We assessed the accuracy of RPAS-facilitated wildlife population monitoring in comparison with the traditional ground-based counting method. The task for both approaches was to derive an estimate of the size (i.e. number of individuals) of 10 replica seabird colonies. Each replica colony had a different known number of life-sized individuals. We hypothesised that RPAS-derived counts would be more accurate and more precise than those generated using the traditional approach, confirming RPAS-technology as revolutionary for ecological monitoring.
Materials and methods
Study site and simulated colony set-up
Fieldwork (#epicduckchallenge) was completed at a metropolitan beach in South Australia (Port Willunga, 35°15’33 S, 138°27’41 E) in accordance with relevant permits (Department of Environment, Water and Natural Resources scientific research permit: M26523-1; City of Onkaparinga location permit: 4138). The experimental design, including the majority of anticipated statistical analyses, was pre-registered (Hodgson et al. 2016b).

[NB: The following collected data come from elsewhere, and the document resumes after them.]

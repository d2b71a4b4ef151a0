//! Integration tests for the Observer API endpoints.
//!
//! Tests use Axum's `Router` directly via `tower::ServiceExt` without
//! starting a TCP server, against the sample datasets in `data/`.

#![allow(clippy::unwrap_used)]

use std::path::PathBuf;
use std::sync::Arc;

use axum::body::Body;
use axum::http::{Request, StatusCode};
use railmap_core::CoverageSession;
use railmap_core::config::DataConfig;
use railmap_loader::load_datasets;
use railmap_observer::router::build_router;
use railmap_observer::state::AppState;
use serde_json::{Value, json};
use tower::ServiceExt;

fn sample_data() -> DataConfig {
    DataConfig {
        dir: PathBuf::from(env!("CARGO_MANIFEST_DIR"))
            .join("..")
            .join("..")
            .join("data"),
        ..DataConfig::default()
    }
}

fn make_state(data: &DataConfig) -> Arc<AppState> {
    let datasets = load_datasets(&data.sources().unwrap()).unwrap();
    let session = CoverageSession::new(datasets).unwrap();
    Arc::new(AppState::new(session))
}

fn make_test_state() -> Arc<AppState> {
    make_state(&sample_data())
}

async fn body_to_json(body: Body) -> Value {
    let bytes = axum::body::to_bytes(body, usize::MAX).await.unwrap();
    serde_json::from_slice(&bytes).unwrap()
}

async fn get(state: &Arc<AppState>, uri: &str) -> (StatusCode, Value) {
    let app = build_router(Arc::clone(state));
    let response = app
        .oneshot(Request::builder().uri(uri).body(Body::empty()).unwrap())
        .await
        .unwrap();
    let status = response.status();
    (status, body_to_json(response.into_body()).await)
}

async fn put_edits(state: &Arc<AppState>, edits: &Value) -> (StatusCode, Value) {
    let app = build_router(Arc::clone(state));
    let request = Request::builder()
        .method("PUT")
        .uri("/api/coverage")
        .header("content-type", "application/json")
        .body(Body::from(json!({ "edits": edits }).to_string()))
        .unwrap();
    let response = app.oneshot(request).await.unwrap();
    let status = response.status();
    (status, body_to_json(response.into_body()).await)
}

/// The current flags of every department, as an edit list.
async fn current_edits(state: &Arc<AppState>) -> Vec<Value> {
    let (_, json) = get(state, "/api/regions").await;
    json["regions"]
        .as_array()
        .unwrap()
        .iter()
        .map(|row| {
            json!({
                "code": row["code"],
                "has_line": row["has_line"],
                "has_service": row["has_service"],
            })
        })
        .collect()
}

#[tokio::test]
async fn index_returns_html() {
    let app = build_router(make_test_state());
    let response = app
        .oneshot(Request::builder().uri("/").body(Body::empty()).unwrap())
        .await
        .unwrap();

    assert_eq!(response.status(), StatusCode::OK);
    let bytes = axum::body::to_bytes(response.into_body(), usize::MAX)
        .await
        .unwrap();
    let html = String::from_utf8(bytes.to_vec()).unwrap();
    assert!(html.contains("Desserte TGV"));
    assert!(html.contains("6 905 000"));
    assert!(html.contains("58.07 %"));
}

#[tokio::test]
async fn summary_reports_category_shares() {
    let state = make_test_state();
    let (status, json) = get(&state, "/api/summary").await;

    assert_eq!(status, StatusCode::OK);
    assert_eq!(json["total_display"], "6 905 000");
    assert_eq!(json["regions"], 5);

    let summary = &json["summary"];
    assert_eq!(summary["total"], 6_905_000);
    assert_eq!(summary["by_category"]["full"]["population"], 4_010_000);
    assert_eq!(summary["by_category"]["full"]["percentage"], "58.07");
    assert_eq!(summary["by_category"]["line_only"]["percentage"], "9.85");
    assert_eq!(summary["by_category"]["service_only"]["percentage"], "30.41");
    assert_eq!(summary["by_category"]["none"]["percentage"], "1.67");
    assert_eq!(summary["with_line"]["percentage"], "67.92");
    assert_eq!(summary["with_service"]["percentage"], "88.49");
}

#[tokio::test]
async fn regions_sorted_by_population() {
    let state = make_test_state();
    let (status, json) = get(&state, "/api/regions").await;

    assert_eq!(status, StatusCode::OK);
    assert_eq!(json["count"], 5);
    let codes: Vec<&str> = json["regions"]
        .as_array()
        .unwrap()
        .iter()
        .map(|r| r["code"].as_str().unwrap())
        .collect();
    assert_eq!(codes, vec!["75", "13", "69", "01", "23"]);
    assert_eq!(json["regions"][0]["population_display"], "2 100 000");
}

#[tokio::test]
async fn region_lookup_normalizes_code() {
    let state = make_test_state();
    let (status, json) = get(&state, "/api/regions/1").await;

    assert_eq!(status, StatusCode::OK);
    assert_eq!(json["code"], "01");
    assert_eq!(json["name"], "Ain");
    assert_eq!(json["category"], "line_only");
}

#[tokio::test]
async fn region_without_rail_row_defaults_to_none() {
    let state = make_test_state();
    let (status, json) = get(&state, "/api/regions/23").await;

    assert_eq!(status, StatusCode::OK);
    assert_eq!(json["has_line"], false);
    assert_eq!(json["has_service"], false);
    assert_eq!(json["category"], "none");
}

#[tokio::test]
async fn excluded_region_not_found() {
    let state = make_test_state();
    let (status, json) = get(&state, "/api/regions/2A").await;

    assert_eq!(status, StatusCode::NOT_FOUND);
    assert_eq!(json["status"], 404);
}

#[tokio::test]
async fn map_features_are_annotated() {
    let state = make_test_state();
    let (status, json) = get(&state, "/api/map").await;

    assert_eq!(status, StatusCode::OK);
    assert_eq!(json["type"], "FeatureCollection");

    let features = json["features"].as_array().unwrap();
    // 2A and 2B are excluded from the boundaries.
    assert_eq!(features.len(), 6);
    assert!(
        features
            .iter()
            .all(|f| f["properties"]["code"] != "2A" && f["properties"]["code"] != "2B")
    );

    let paris = features
        .iter()
        .find(|f| f["properties"]["code"] == "75")
        .unwrap();
    assert_eq!(paris["properties"]["ligne_grande_vitesse"], false);
    assert_eq!(paris["properties"]["desserte_tgv"], true);
    assert_eq!(paris["properties"]["PTOT"], 2_100_000);
    assert_eq!(paris["properties"]["population"], "2 100 000");

    // 05 has a boundary but no population row.
    let hautes_alpes = features
        .iter()
        .find(|f| f["properties"]["code"] == "05")
        .unwrap();
    assert_eq!(hautes_alpes["properties"]["PTOT"], 0);
    assert_eq!(hautes_alpes["properties"]["desserte_tgv"], false);
}

#[tokio::test]
async fn lines_overlay_served() {
    let state = make_test_state();
    let (status, json) = get(&state, "/api/lines").await;

    assert_eq!(status, StatusCode::OK);
    assert_eq!(json["type"], "FeatureCollection");
    assert_eq!(json["features"].as_array().unwrap().len(), 2);
}

#[tokio::test]
async fn lines_missing_returns_404() {
    let data = DataConfig {
        lines_file: None,
        ..sample_data()
    };
    let state = make_state(&data);
    let (status, _) = get(&state, "/api/lines").await;

    assert_eq!(status, StatusCode::NOT_FOUND);
}

#[tokio::test]
async fn unchanged_edits_report_not_updated() {
    let state = make_test_state();
    let edits = Value::Array(current_edits(&state).await);
    let (status, json) = put_edits(&state, &edits).await;

    assert_eq!(status, StatusCode::OK);
    assert_eq!(json["updated"], false);
    assert_eq!(json["changed"], 0);

    let (_, coverage) = get(&state, "/api/coverage").await;
    assert_eq!(coverage["edits_applied"], 0);
    assert!(coverage["last_edit_at"].is_null());
}

#[tokio::test]
async fn edit_updates_summary_and_persists() {
    let state = make_test_state();
    let mut edits = current_edits(&state).await;
    for edit in &mut edits {
        if edit["code"] == "23" {
            edit["has_line"] = json!(true);
            edit["has_service"] = json!(true);
        }
    }

    let (status, json) = put_edits(&state, &Value::Array(edits)).await;
    assert_eq!(status, StatusCode::OK);
    assert_eq!(json["updated"], true);
    assert_eq!(json["changed"], 1);
    assert_eq!(json["summary"]["by_category"]["none"]["population"], 0);
    assert_eq!(json["summary"]["by_category"]["full"]["population"], 4_125_000);

    // The next read sees the stored flags.
    let (_, region) = get(&state, "/api/regions/23").await;
    assert_eq!(region["category"], "full");

    let (_, coverage) = get(&state, "/api/coverage").await;
    assert_eq!(coverage["edits_applied"], 1);
    assert_eq!(coverage["coverage"]["23"]["has_line"], true);
    assert!(coverage["last_edit_at"].is_string());
}

#[tokio::test]
async fn incomplete_edit_rejected() {
    let state = make_test_state();
    let mut edits = current_edits(&state).await;
    edits.pop();
    if let Some(first) = edits.first_mut() {
        first["has_service"] = json!(false);
    }

    let (status, json) = put_edits(&state, &Value::Array(edits)).await;
    assert_eq!(status, StatusCode::BAD_REQUEST);
    assert_eq!(json["status"], 400);

    // Nothing was written.
    let (_, region) = get(&state, "/api/regions/75").await;
    assert_eq!(region["has_service"], true);
}

#[tokio::test]
async fn unknown_region_edit_rejected() {
    let state = make_test_state();
    let mut edits = current_edits(&state).await;
    edits.push(json!({ "code": "99", "has_line": true, "has_service": true }));

    let (status, _) = put_edits(&state, &Value::Array(edits)).await;
    assert_eq!(status, StatusCode::BAD_REQUEST);
}

#[tokio::test]
async fn unknown_route_returns_404() {
    let app = build_router(make_test_state());
    let response = app
        .oneshot(
            Request::builder()
                .uri("/api/unknown")
                .body(Body::empty())
                .unwrap(),
        )
        .await
        .unwrap();

    assert_eq!(response.status(), StatusCode::NOT_FOUND);
}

Ten simulated Greater Crested Tern Thalasseus bergii breeding colonies were constructed using commercial, life-size, plastic duck decoys (∼ 25.5 x 11.3 cm, 185 cm2 footprint). Decoys provided a realistic representation of the nesting seabird stimuli observers encounter in the field. Colonies were situated separately on the beach, above the high water mark, in sandy areas that represented analagous nesting habitat. These were typically devoid of vegetation but often contained natural beach debris.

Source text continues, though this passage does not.